Anacyphrethines A and B as potent analgesics: Multiple ion channel inhibitors with an unprecedented chemical architecture
Hui Chen, Hanqi Zhang, Chao Niu, Bianlin Wang, Biao Gao, Zhijun Liu, Guangmin Yao, Haji Akber Aisa
Abstract
Multi-target analgesics with minimal side effects and high efficacy are a key research focus in addressing the global pain crisis. Using a molecular networking approach, five pairs of potent analgesic alkaloid enantiomers were isolated from the roots of Anacyclus pyrethrum ( A . pyrethrum ). Their structures were elucidated by comprehensive spectroscopic data analysis, including LR-HSQMBC and 1 H- 15 N HMBC, quantum 13 C NMR DP4+ and ECD calculations, and single-crystal X-ray diffraction analysis.

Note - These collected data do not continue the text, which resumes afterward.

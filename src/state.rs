//! Board state that rides alongside piece changes without touching the store:
//! special rights (castling, pawn double push) and the en-passant square.

use rustc_hash::FxHashSet;

use crate::changes::Apply;
use crate::core::coord::Coord;
use crate::core::key::CoordKey;

#[derive(Debug, Clone, Copy, PartialEq, Eq, Hash)]
pub struct EnPassant {
    /// Square a capturing pawn lands on.
    pub square: Coord,
    /// Pawn that gets removed.
    pub pawn: Coord,
}

#[derive(Debug, Clone, Default, PartialEq, Eq)]
pub struct BoardState {
    special_rights: FxHashSet<CoordKey>,
    en_passant: Option<EnPassant>,
}

impl BoardState {
    pub fn new() -> Self {
        Self::default()
    }

    pub fn with_special_rights(mut self, squares: impl IntoIterator<Item = Coord>) -> Self {
        self.special_rights
            .extend(squares.into_iter().map(CoordKey::from_coord));
        self
    }

    pub fn has_special_right(&self, coords: Coord) -> bool {
        self.special_rights.contains(&CoordKey::from_coord(coords))
    }

    pub fn special_right_count(&self) -> usize {
        self.special_rights.len()
    }

    pub fn en_passant(&self) -> Option<EnPassant> {
        self.en_passant
    }

    fn set_special_right(&mut self, coords: Coord, present: bool) {
        let key = CoordKey::from_coord(coords);
        if present {
            self.special_rights.insert(key);
        } else {
            self.special_rights.remove(&key);
        }
    }
}

/// One state transition. Both the value before and after are recorded, so the
/// change can be applied in either direction.
#[derive(Debug, Clone, Copy, PartialEq, Eq)]
pub enum StateChange {
    SpecialRight {
        coords: Coord,
        current: bool,
        future: bool,
    },
    EnPassant {
        current: Option<EnPassant>,
        future: Option<EnPassant>,
    },
}

impl StateChange {
    /// A special right at `coords` is lost (e.g. the piece moved or was captured).
    pub fn lose_right(state: &BoardState, coords: Coord) -> Self {
        StateChange::SpecialRight {
            coords,
            current: state.has_special_right(coords),
            future: false,
        }
    }

    pub fn set_en_passant(state: &BoardState, future: Option<EnPassant>) -> Self {
        StateChange::EnPassant {
            current: state.en_passant(),
            future,
        }
    }

    pub fn apply(&self, state: &mut BoardState, dir: Apply) {
        match (*self, dir) {
            (StateChange::SpecialRight { coords, future, .. }, Apply::Forward) => {
                state.set_special_right(coords, future)
            }
            (StateChange::SpecialRight { coords, current, .. }, Apply::Backward) => {
                state.set_special_right(coords, current)
            }
            (StateChange::EnPassant { future, .. }, Apply::Forward) => state.en_passant = future,
            (StateChange::EnPassant { current, .. }, Apply::Backward) => {
                state.en_passant = current
            }
        }
    }
}

/// Applies a batch of state changes, in reverse order when going backward.
pub fn apply_all(changes: &[StateChange], state: &mut BoardState, dir: Apply) {
    match dir {
        Apply::Forward => changes.iter().for_each(|c| c.apply(state, dir)),
        Apply::Backward => changes.iter().rev().for_each(|c| c.apply(state, dir)),
    }
}
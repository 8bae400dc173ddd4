//! File validation rules - pure predicates applied before any upload work.
//!
//! The same three checks run twice: once as an advisory pre-flight on the
//! client-facing path and again at the upload boundary.

/// Maximum accepted file size in bytes (5 MiB).
pub const MAX_FILE_SIZE: u64 = 5 * 1024 * 1024;

/// MIME types accepted for upload.
pub const ALLOWED_MIME_TYPES: [&str; 3] = ["image/jpeg", "image/png", "image/webp"];

/// File extensions accepted for upload (lowercased, with leading dot).
pub const ALLOWED_EXTENSIONS: [&str; 4] = [".jpg", ".jpeg", ".png", ".webp"];

/// A file as declared by the caller: name, size, and MIME type. No bytes -
/// validation never reads content.
#[derive(Debug, Clone)]
pub struct FileCandidate {
    pub name: String,
    pub size: u64,
    pub mime_type: String,
}

impl FileCandidate {
    pub fn new(name: impl Into<String>, size: u64, mime_type: impl Into<String>) -> Self {
        Self {
            name: name.into(),
            size,
            mime_type: mime_type.into(),
        }
    }
}

/// Check a single file against the size, MIME, and extension rules.
/// Returns a human-readable reason on failure.
pub fn validate_file(file: &FileCandidate) -> Result<(), String> {
    if file.size > MAX_FILE_SIZE {
        return Err(format!(
            "File \"{}\" exceeds maximum size of {}MB ({:.1}MB)",
            file.name,
            MAX_FILE_SIZE / (1024 * 1024),
            file.size as f64 / (1024.0 * 1024.0),
        ));
    }

    if !ALLOWED_MIME_TYPES.contains(&file.mime_type.as_str()) {
        return Err(format!(
            "File \"{}\" has invalid format. Allowed: JPG, PNG, WEBP",
            file.name
        ));
    }

    let extension = file
        .name
        .rsplit_once('.')
        .map(|(_, ext)| format!(".{}", ext.to_lowercase()))
        .unwrap_or_default();
    if !ALLOWED_EXTENSIONS.contains(&extension.as_str()) {
        return Err(format!(
            "File \"{}\" has invalid extension. Allowed: {}",
            file.name,
            ALLOWED_EXTENSIONS.join(", ")
        ));
    }

    Ok(())
}

/// Partition a batch into accepted files and per-file error messages.
/// Order is preserved on both sides; no short-circuit on first failure.
pub fn validate_files(files: &[FileCandidate]) -> (Vec<FileCandidate>, Vec<String>) {
    let mut valid = Vec::new();
    let mut errors = Vec::new();

    for file in files {
        match validate_file(file) {
            Ok(()) => valid.push(file.clone()),
            Err(reason) => errors.push(reason),
        }
    }

    (valid, errors)
}
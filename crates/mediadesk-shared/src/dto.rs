//! Data Transfer Objects - request/response types for the API.
//!
//! JSON field names are camelCase to match the admin UI's wire format.

use serde::{Deserialize, Serialize};
use uuid::Uuid;

use mediadesk_core::domain::{MediaItem, Platform, Post, PostStatus};

/// Request to create a post. Only the title is required.
#[derive(Debug, Clone, Serialize, Deserialize)]
#[serde(rename_all = "camelCase")]
pub struct CreatePostRequest {
    pub title: String,
    #[serde(default)]
    pub content: Option<String>,
    #[serde(default)]
    pub platform: Option<Platform>,
    #[serde(default)]
    pub status: Option<PostStatus>,
    #[serde(default)]
    pub media: Option<Vec<MediaItem>>,
}

/// Partial update: absent fields are left unchanged.
#[derive(Debug, Clone, Default, Serialize, Deserialize)]
#[serde(rename_all = "camelCase")]
pub struct UpdatePostRequest {
    #[serde(default)]
    pub title: Option<String>,
    #[serde(default)]
    pub content: Option<String>,
    #[serde(default)]
    pub platform: Option<Platform>,
    #[serde(default)]
    pub status: Option<PostStatus>,
    #[serde(default)]
    pub media: Option<Vec<MediaItem>>,
}

#[derive(Debug, Clone, Serialize, Deserialize)]
pub struct PostListResponse {
    pub posts: Vec<Post>,
}

#[derive(Debug, Clone, Serialize, Deserialize)]
pub struct CreatePostResponse {
    pub id: Uuid,
    pub message: String,
}

#[derive(Debug, Clone, Serialize, Deserialize)]
pub struct MessageResponse {
    pub message: String,
}

/// Pre-flight authorization for a client-driven upload.
#[derive(Debug, Clone, Serialize, Deserialize)]
#[serde(rename_all = "camelCase")]
pub struct UploadIntentRequest {
    pub post_id: Uuid,
    pub file_name: String,
    #[serde(default)]
    pub file_size: Option<u64>,
    #[serde(default)]
    pub mime_type: Option<String>,
}

#[derive(Debug, Clone, Serialize, Deserialize)]
pub struct UploadIntentResponse {
    pub authorized: bool,
    pub message: String,
    pub email: String,
}

/// Metadata returned by a successful multipart upload.
#[derive(Debug, Clone, Serialize, Deserialize)]
#[serde(rename_all = "camelCase")]
pub struct LocalUploadResponse {
    pub success: bool,
    pub file_url: String,
    pub thumbnail_url: String,
    pub file_name: String,
    pub file_size: u64,
    pub mime_type: String,
}
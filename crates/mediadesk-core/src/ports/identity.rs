use crate::error::AuthError;

/// External identity verifier: resolves a bearer credential to a verified
/// email address, or fails with invalid/expired token.
pub trait IdentityVerifier: Send + Sync {
    fn verify(&self, token: &str) -> Result<String, AuthError>;
}
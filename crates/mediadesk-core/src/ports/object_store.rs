use async_trait::async_trait;

use crate::error::StorageError;

/// Binary object store: named byte blobs under a hierarchical key,
/// addressable by a retrieval URL after a successful write.
///
/// Writes are not transactional with the document store; a failed
/// follow-up store update leaves the blob in place.
#[async_trait]
pub trait ObjectStore: Send + Sync {
    /// Persist `bytes` under `key`, returning the retrieval URL.
    async fn put(&self, key: &str, bytes: &[u8], content_type: &str)
    -> Result<String, StorageError>;
}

Anacyphrethines A ( 1 ) and B ( 2 ) are highly conjugated and polymethylated 6/6/6/6/5/7/5/5-fused octacyclic tetraazabic alkaloids possessing an unprecedented 8,14,18,24-tetraaza-octacyclo[16.8.2.1 1,23 .0 4,28 .0 5,17 .0 9,16 .0 11,15 .0 21,27 ] nonacosane motif. Their biosynthetic pathways are proposed involving key aldol, hydroamination, and Schiff base reactions. All isolates showed potent analgesic effects in vivo . Even at a lower dose of 0.2 mg/kg, (±)- 1 and (+)- 1 still exhibited more potent analgesic activities than morphine. Interestingly, the racemic mixture (±)- 1 showed stronger analgesic effect than either pure enantiomer alone at higher doses of 5 and 1 mg/kg; while, (±)- 1 showed significant analgesic activities comparable to (+)- 1 at lower doses of 0.2 and 0.04 mg/kg. (+)- 1 had stronger analgesic effect than (−)- 1 at five tested does. Further tests on 44 analgesic-related targets demonstrated that (+)- 1 showed significant inhibitory effects against many ion channels such as TRPM8, Kv1.2, Kv1.3, and Ca v 2.1 with IC 50 values of 1.10±0.26, 4.20±0.07, 2.20±0.24, and 10.40±0.69 μmol/L, respectively, while (−)- 1 primarily inhibited TRPC6, Kv1.2, and Kv1.3 ion channels with IC 50 values of 0.81±0.05, 0.91±0.04, and 1.50±0.13 μmol/L, respectively, without affecting the opioid receptors, suggesting their non-opioid analgesic potentials. The molecular dockings provided structural guidance to develop potent non-opioid analgesics.